Blue Monday has officially arrived - although you wouldn’t believe it in many parts of the UK today (17 January) given the bright sunshine.
Today is the day we’re meant to be feeling at our lowest in 2022.
With the highs of Christmas and New Year now a distant memory, and today being pretty much at the heart of deepest, darkest winter, it might seem possible that Blue Monday is a real thing.
But is this actually the case? And, if you are struggling with low mood this month, what could potentially make you feel better?
Here’s what you need to know.
What is Blue Monday?
Any month following December has an impossibly hard act to follow.
So, it’s unfortunate for January that it finds itself in this position every year.
This month can feel like an almighty slog given the cold, dark evenings and post-Christmas comedown.
Blue Monday is meant to be the focal point of this bad feeling.
But, despite Blue Monday’s existence being widely acknowledged, there’s actually no scientific evidence of its existence.
In fact, it was borne out of a PR stunt.
The concept of Blue Monday first came into public knowledge in 2004, when holiday firm Sky Travel tasked psychologist Cliff Arnall with concocting a scientific formula for the January blues.
When is Blue Monday?
It always falls on the third Monday of January, which happens to be today (17 January).
But it doesn’t have to be a blue day.
Suicide prevention charity Samaritans has coined a new term for the day - ‘Brew Monday’ - a positive day when it says people should reach out to friends, family and colleagues over a cup of tea to make sure they’re feeling alright, or help them to keep their pecker up if they aren’t.
Samaritans says we all have good and bad days, and that a calendar date cannot determine when we feel certain things.
It also says its Brew Monday idea should not only be a thing you do today, or in January, but at any time of the year.
How can you beat the January blues?
While Blue Monday is a myth, the January blues are a real thing.
As well as the comedown from the excitement of Christmas and New Year, around two million people in the UK are affected by a medical condition called Seasonal Affective Disorder (SAD).
SAD symptoms include:
- sleep problems
- feeling down and unsociable
But there are some simple things you can do to help you through any tough days.
It is important to note that if you are really struggling with your mental health, you should seek out advice from a mental health or medical professional.
While many people start January with a ‘new year, new me’ attitude, you don’t have to run up and down steep hills to make yourself feel better.
Walking in the middle of the day for an hour can be a very effective means of beating back the blues, according to the NHS.
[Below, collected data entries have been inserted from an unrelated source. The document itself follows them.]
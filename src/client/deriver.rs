use bytes::Bytes;
use uuid::Uuid;

use crate::features::assets::dtos::{owner_asset_prefix, PresignRequestDto};
use crate::shared::checksum::sha256_hex;

/// Category used when a MIME type has no usable top-level segment
const FALLBACK_CATEGORY: &str = "application";

/// A file selected for upload, held fully in memory
#[derive(Debug, Clone, PartialEq)]
pub struct FileHandle {
    pub name: String,
    pub mime_type: String,
    pub content: Bytes,
}

impl FileHandle {
    pub fn new(
        name: impl Into<String>,
        mime_type: impl Into<String>,
        content: impl Into<Bytes>,
    ) -> Self {
        Self {
            name: name.into(),
            mime_type: mime_type.into(),
            content: content.into(),
        }
    }

    pub fn size(&self) -> u64 {
        self.content.len() as u64
    }
}

/// A file paired with the storage key it will be uploaded under
#[derive(Debug, Clone, PartialEq)]
pub struct UploadIntent {
    pub file: FileHandle,
    pub key: String,
}

/// Lowercased top-level MIME segment, e.g. `image` for `image/png`
pub fn coarse_category(mime_type: &str) -> String {
    let Some((top, sub)) = mime_type.trim().split_once('/') else {
        return FALLBACK_CATEGORY.to_string();
    };
    let well_formed = top.starts_with(|c: char| c.is_ascii_alphanumeric())
        && !sub.is_empty()
        && top
            .chars()
            .all(|c| c.is_ascii_alphanumeric() || matches!(c, '-' | '.' | '+'));
    if well_formed {
        top.to_ascii_lowercase()
    } else {
        FALLBACK_CATEGORY.to_string()
    }
}

/// `{owner}/assets/{category}/{uuid}`; every call yields a fresh key
pub fn derive_key(file: &FileHandle, owner_id: &str) -> String {
    format!(
        "{}{}/{}",
        owner_asset_prefix(owner_id),
        coarse_category(&file.mime_type),
        Uuid::new_v4()
    )
}

/// Lowercase hex SHA-256 of the full content
pub fn compute_checksum(file: &FileHandle) -> String {
    sha256_hex(&file.content)
}

/// Derive the key and checksum for `file` and build its presign declaration
pub fn prepare(file: FileHandle, owner_id: &str) -> (UploadIntent, PresignRequestDto) {
    let key = derive_key(&file, owner_id);
    let request = PresignRequestDto {
        key: key.clone(),
        filename: file.name.clone(),
        mime_type: file.mime_type.clone(),
        size_bytes: file.size(),
        checksum: compute_checksum(&file),
    };
    (UploadIntent { file, key }, request)
}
Given it is often in short supply in winter, it is important to get enough sunlight.
But it can also be helpful to spend time in and around nature, according to advice from the British Medical Journal (BMJ).
You don’t have to rip up your diet and go vegan for January to eat more healthily.
The NHS recommends balancing your craving for carbohydrates, like pasta, with plenty of fresh fruit and vegetables.
Talk to friends and family or seek help
As Samaritans has suggested with its Brew Monday campaign, talking to other people can help you cope with feeling low.
The charity also offers support over the phone, via email or online. Other mental health charities, like Mind, also have a variety of services you can use.
But just speaking to friends and family can do a world of good.
Putting some events in your diary or even just planning a small weekend activity can help you to look forward.
But don’t be afraid to reminisce either.
Recalling and revisiting happy memories can bring about positive feelings and can improve your wellbeing, advice in the BMJ states.